Don't close your eyes

Election Day became Election Night, and then Election Morning... and at the end, I was glad my grandmother wasn't alive to see it.

click to enlarge This woman made me a liberal, thus setting me up for a lifetime of political heartbreak. - via Cathy Salustri
via Cathy Salustri
This woman made me a liberal, thus setting me up for a lifetime of political heartbreak.

I've blocked a lot of my marriage, for a myriad of reasons, but I remember the 2000 election as if they were yesterday. For all the ways we were mismatched, my husband and I shared political beliefs.

We voted. We went to work  — he worked at an ISP (the halcyon days before the dot-bomb) and I worked for Pinellas County Utilities. We came home from work. We had coffee and cigarettes on the back porch. We went to play tennis, something typically reserved for Friday night date night (tennis, the Clearwater Barnes & Noble and then Red Dwarf and Newsradio reruns on TiVo) but necessary because I needed to burn off energy before the polls closed. We had dinner. We sat in front of the TV.

I voted in my first presidential election in 1992, wholeheartedly in favor of Bill Clinton. My grandmother, a beautiful redhead, a crazy liberal outspoken pisser of a woman, grabbed hold of my ideals in the sixth grade. She'd pick me up from JFK Middle School, while my dad broke his ass on construction jobs and my mom worked for next to nothing making sure the doctors at the Diagnostic Clinic got their fair share (and she made barely a living wage) from the insurance companies. My grandma, my idol, worked part time for her nephew, and so had time to pick me up. My parents didn't get political — they registered to vote based on their middle initials: a D for my dad's David and an R for my mom's Rochelle — but my grandma did.

"What do you think of the idea that President Reagan doesn't remember where he was blah blah blah?" she would ask, and I think she was talking about the Iran Contra thing but really, I was 10; I didn't know. Something about candy?

"Uh, I don't know," I would say, staring down at my shoes, wishing they were Keds and not the K-Mart off-brand.

"Well, he says he doesn't remember, and I understand that.
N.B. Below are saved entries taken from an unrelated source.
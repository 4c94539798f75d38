//! Capability-gated mutations and model swaps end to end

use pretty_assertions::assert_eq;
use sgw_host::{HostConfig, HostError, SceneHost};
use sgw_scene::{Generation, GltfJsonExporter, Model, Mutation, NodeKind};
use sgw_test_utils::{
    decode_json_message, grey_gltf, grey_model, next_matching, next_message, white_model,
    MapFetcher,
};
use sgw_worklet::{BridgeEvent, ScriptElement};
use std::collections::HashSet;
use std::time::Duration;

const WAIT: Duration = Duration::from_secs(5);
const QUIET: Duration = Duration::from_millis(400);

async fn attached(allow: &str, script: &str) -> (SceneHost, tokio::sync::broadcast::Receiver<BridgeEvent>) {
    let host = SceneHost::new(HostConfig::default(), MapFetcher::new());
    let events = host.subscribe();
    host.attach_script(&ScriptElement::inline(allow, script))
        .await
        .unwrap()
        .unwrap();
    (host, events)
}

fn base_color(host: &SceneHost) -> [f64; 4] {
    host.with_model(|g| g.material(0).unwrap().pbr_metallic_roughness.base_color_factor)
        .unwrap()
}

#[tokio::test]
async fn model_swap_sends_one_fresh_notification() {
    let (host, mut events) = attached(
        "material-properties; messaging",
        r#"
            add_event_listener("model-change", |event| {
                let pbr = event.model.materials[0].pbr_metallic_roughness;
                post_message(to_json(pbr.base_color_factor));
            });
        "#,
    )
    .await;
    let worklet = host.active_worklet().await;

    host.load_model(grey_model(), Some("grey.gltf".into())).await.unwrap();
    let first: Vec<f64> = decode_json_message(&next_message(&mut events, WAIT).await.unwrap()).unwrap();
    assert_eq!(first, vec![0.5, 0.5, 0.5, 1.0]);

    host.load_model(white_model(), Some("white.gltf".into())).await.unwrap();
    let second: Vec<f64> = decode_json_message(&next_message(&mut events, WAIT).await.unwrap()).unwrap();
    assert_eq!(second, vec![1.0, 1.0, 1.0, 1.0]);

    assert!(next_message(&mut events, QUIET).await.is_none());
    assert_eq!(host.active_worklet().await, worklet);
    assert_eq!(host.generation(), Generation(2));
}

#[tokio::test]
async fn load_event_follows_installation() {
    let host = SceneHost::new(HostConfig::default(), MapFetcher::new());
    let mut events = host.subscribe();

    let generation = host
        .load_gltf(&grey_gltf(), Some("grey.gltf".into()))
        .await
        .unwrap();
    assert_eq!(
        next_matching(&mut events, WAIT, |_| true).await,
        Some(BridgeEvent::Load {
            generation,
            url: Some("grey.gltf".into())
        })
    );
    assert_eq!(base_color(&host), [0.5, 0.5, 0.5, 1.0]);
}

#[tokio::test]
async fn dangling_model_keeps_previous_one() {
    let host = SceneHost::new(HostConfig::default(), MapFetcher::new());
    host.load_model(grey_model(), None).await.unwrap();

    let mut broken = white_model();
    broken.textures[0].source = Some(9);
    let err = host.load_model(broken, None).await.unwrap_err();

    assert!(matches!(err, HostError::Scene(_)));
    assert_eq!(host.generation(), Generation(1));
    assert_eq!(base_color(&host), [0.5, 0.5, 0.5, 1.0]);
}

#[tokio::test]
async fn base_color_denied_without_material_properties() {
    let (host, mut events) = attached(
        "textures; messaging",
        r#"
            add_event_listener("model-change", |event| {
                event.model.materials[0].pbr_metallic_roughness
                    .set_base_color_factor([1, 0, 0, 1])
                    .then(|result| post_message("applied"), |err| post_message(err));
            });
        "#,
    )
    .await;

    host.load_model(grey_model(), None).await.unwrap();
    let message = next_message(&mut events, WAIT).await.unwrap();
    assert_eq!(
        message,
        serde_json::json!("capability denied: material-properties is required")
    );
    assert_eq!(base_color(&host), [0.5, 0.5, 0.5, 1.0]);
}

#[tokio::test]
async fn base_color_applies_with_material_properties() {
    let (host, mut events) = attached(
        "material-properties; messaging",
        r#"
            add_event_listener("model-change", |event| {
                let pbr = event.model.materials[0].pbr_metallic_roughness;
                pbr.set_base_color_factor([1, 0, 0, 1]).then(|result| {
                    post_message(to_json(pbr.base_color_factor));
                });
            });
        "#,
    )
    .await;

    host.load_model(grey_model(), None).await.unwrap();
    let mutated = next_matching(&mut events, WAIT, |e| {
        matches!(e, BridgeEvent::SceneMutated { .. })
    })
    .await;
    assert!(matches!(
        mutated,
        Some(BridgeEvent::SceneMutated {
            mutation: Mutation::SetBaseColorFactor(_),
            ..
        })
    ));

    let seen: Vec<f64> = decode_json_message(&next_message(&mut events, WAIT).await.unwrap()).unwrap();
    assert_eq!(seen, vec![1.0, 0.0, 0.0, 1.0]);
    assert_eq!(base_color(&host), [1.0, 0.0, 0.0, 1.0]);
}

#[tokio::test]
async fn texture_uri_resolves_with_textures() {
    let (host, mut events) = attached(
        "textures; messaging",
        r#"
            add_event_listener("model-change", |event| {
                let texture = event.model.materials[0].pbr_metallic_roughness.base_color_texture.texture;
                let image = texture.source;
                image.set_uri("swapped.png").then(|result| post_message(image.uri));
            });
        "#,
    )
    .await;

    host.load_model(grey_model(), None).await.unwrap();
    assert_eq!(
        next_message(&mut events, WAIT).await,
        Some(serde_json::json!("swapped.png"))
    );
    let uri = host.with_model(|g| g.image(0).unwrap().uri.clone()).unwrap();
    assert_eq!(uri.as_deref(), Some("swapped.png"));
}

#[tokio::test]
async fn texture_uri_without_textures_never_completes() {
    let (host, mut events) = attached(
        "material-properties; messaging",
        r#"
            add_event_listener("model-change", |event| {
                event.model.images[0].set_uri("swapped.png").then(|result| post_message("done"));
            });
        "#,
    )
    .await;

    host.load_model(grey_model(), None).await.unwrap();
    assert!(next_message(&mut events, QUIET).await.is_none());
    let uri = host.with_model(|g| g.image(0).unwrap().uri.clone()).unwrap();
    assert_eq!(uri.as_deref(), Some("grey.png"));

    // a denied call does not block later notifications
    host.load_model(white_model(), None).await.unwrap();
    assert!(next_matching(&mut events, WAIT, |e| matches!(e, BridgeEvent::Load { .. }))
        .await
        .is_some());
}

#[tokio::test]
async fn proxy_from_previous_model_is_stale() {
    let (host, mut events) = attached(
        "material-properties; messaging",
        r#"
            let kept = [];
            add_event_listener("model-change", |event| {
                if kept.is_empty() {
                    kept.push(event.model.materials[0].pbr_metallic_roughness);
                    post_message("kept");
                } else {
                    kept[0].set_roughness_factor(0.25).on_reject(|err| post_message(err));
                }
            });
        "#,
    )
    .await;

    host.load_model(grey_model(), None).await.unwrap();
    assert_eq!(next_message(&mut events, WAIT).await, Some(serde_json::json!("kept")));

    host.load_model(white_model(), None).await.unwrap();
    let message = next_message(&mut events, WAIT).await.unwrap();
    assert!(message.as_str().unwrap().starts_with("invalid target"), "{message}");
    let roughness = host
        .with_model(|g| g.material(0).unwrap().pbr_metallic_roughness.roughness_factor)
        .unwrap();
    assert!((roughness - 1.0).abs() < f64::EPSILON);
}

#[tokio::test]
async fn concurrent_requests_resolve_independently() {
    let (host, mut events) = attached(
        "material-properties; textures; messaging",
        r#"
            add_event_listener("model-change", |event| {
                let model = event.model;
                let pbr = model.materials[0].pbr_metallic_roughness;
                pbr.set_metallic_factor(0.25).then(|result| post_message("metallic"));
                pbr.set_roughness_factor(0.75).then(|result| post_message("roughness"));
                model.images[0].set_uri("x.png").then(|result| post_message("uri"));
            });
        "#,
    )
    .await;

    host.load_model(grey_model(), None).await.unwrap();
    let mut seen = HashSet::new();
    for _ in 0..3 {
        let message = next_message(&mut events, WAIT).await.unwrap();
        seen.insert(message.as_str().unwrap().to_string());
    }
    let expected: HashSet<String> = ["metallic", "roughness", "uri"].map(String::from).into();
    assert_eq!(seen, expected);

    let (metallic, roughness) = host
        .with_model(|g| {
            let pbr = &g.material(0).unwrap().pbr_metallic_roughness;
            (pbr.metallic_factor, pbr.roughness_factor)
        })
        .unwrap();
    assert!((metallic - 0.25).abs() < f64::EPSILON);
    assert!((roughness - 0.75).abs() < f64::EPSILON);
}

#[tokio::test]
async fn messaging_is_required_to_post() {
    let (host, mut events) = attached(
        "material-properties",
        r#"add_event_listener("model-change", |event| post_message("hello"));"#,
    )
    .await;

    host.load_model(grey_model(), None).await.unwrap();
    let error = next_matching(&mut events, WAIT, |e| {
        matches!(e, BridgeEvent::ScriptError { .. } | BridgeEvent::Message { .. })
    })
    .await;
    let Some(BridgeEvent::ScriptError { message, .. }) = error else {
        panic!("expected script error, got {error:?}");
    };
    assert!(message.contains("messaging"), "{message}");
}

#[tokio::test]
async fn script_errors_do_not_kill_the_worklet() {
    let (host, mut events) = attached(
        "messaging",
        r#"
            let count = 0;
            add_event_listener("model-change", |event| {
                count += 1;
                if count == 1 { throw "first load"; }
                post_message(count);
            });
        "#,
    )
    .await;

    host.load_model(grey_model(), None).await.unwrap();
    assert!(next_matching(&mut events, WAIT, |e| matches!(e, BridgeEvent::ScriptError { .. }))
        .await
        .is_some());

    host.load_model(white_model(), None).await.unwrap();
    assert_eq!(next_message(&mut events, WAIT).await, Some(serde_json::json!(2)));
}

#[tokio::test]
async fn export_reflects_applied_mutations() {
    let (host, mut events) = attached(
        "material-properties; messaging",
        r#"
            add_event_listener("model-change", |event| {
                event.model.materials[0].pbr_metallic_roughness
                    .set_base_color_factor([0.2, 0.4, 0.6, 1.0])
                    .then(|result| post_message("ok"));
            });
        "#,
    )
    .await;

    assert!(matches!(
        host.export_scene(&GltfJsonExporter::new()),
        Err(HostError::NoModel)
    ));

    host.load_model(grey_model(), None).await.unwrap();
    assert!(next_message(&mut events, WAIT).await.is_some());

    let bytes = host.export_scene(&GltfJsonExporter::new()).unwrap();
    let document = std::str::from_utf8(&bytes).unwrap();
    let exported = Model::from_gltf_json(document).unwrap();
    assert_eq!(
        exported.materials[0].pbr_metallic_roughness.base_color_factor,
        [0.2, 0.4, 0.6, 1.0]
    );
    let json: serde_json::Value = serde_json::from_slice(&bytes).unwrap();
    assert_eq!(json["asset"]["version"], "2.0");
    assert!(host
        .with_model(|g| g.node(NodeKind::Material, 0).is_some())
        .unwrap());
}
There's lots of things I don't remember," she said, steering her Chrysler LeBaron towards Clearwater Mall. "But you know what?"

"What?"

"If I were president, I'd sure as hell write it down."

Then she'd take me to Stuart's and buy me highly inappropriate — or so my mom said — underwear and pants.

And so it went. Grandma Grace von Ebbinghaus Samela worked in Harlem, joined the NAACP, triumphed over her Jewish roots which yes, were a liability, and went on, her greatest achievement her amazing daughter who raised me, an unapologetic liberal. My parents may not be politically vocal, but that didn't mean they take liberty lightly. I registered to vote April 25, 1990. I was 17, and I remember registering in the C-Mall at Clearwater High, in advance of my 18th birthday. Voting, my grandma taught me, mattered.

And so, in 1992, I voted for Bill Clinton, and when he won, my friend Linda and I went for a walk. We were about to graduate from St. Pete Junior College and move on to university, and when Clinton won, our world felt brighter. Shinier. We walked around her neighborhood and, drunk with 19-year-old optimism, we talked about how much better our lives would be with Bill Clinton. We would have opportunity; the economy would be better. We would have hope.

He had a good run, too. I disagreed with him on things, like deregulating media, but loved almost everything else. I couldn't fathom, then, in 2000, that the Dems would not sweep the nation.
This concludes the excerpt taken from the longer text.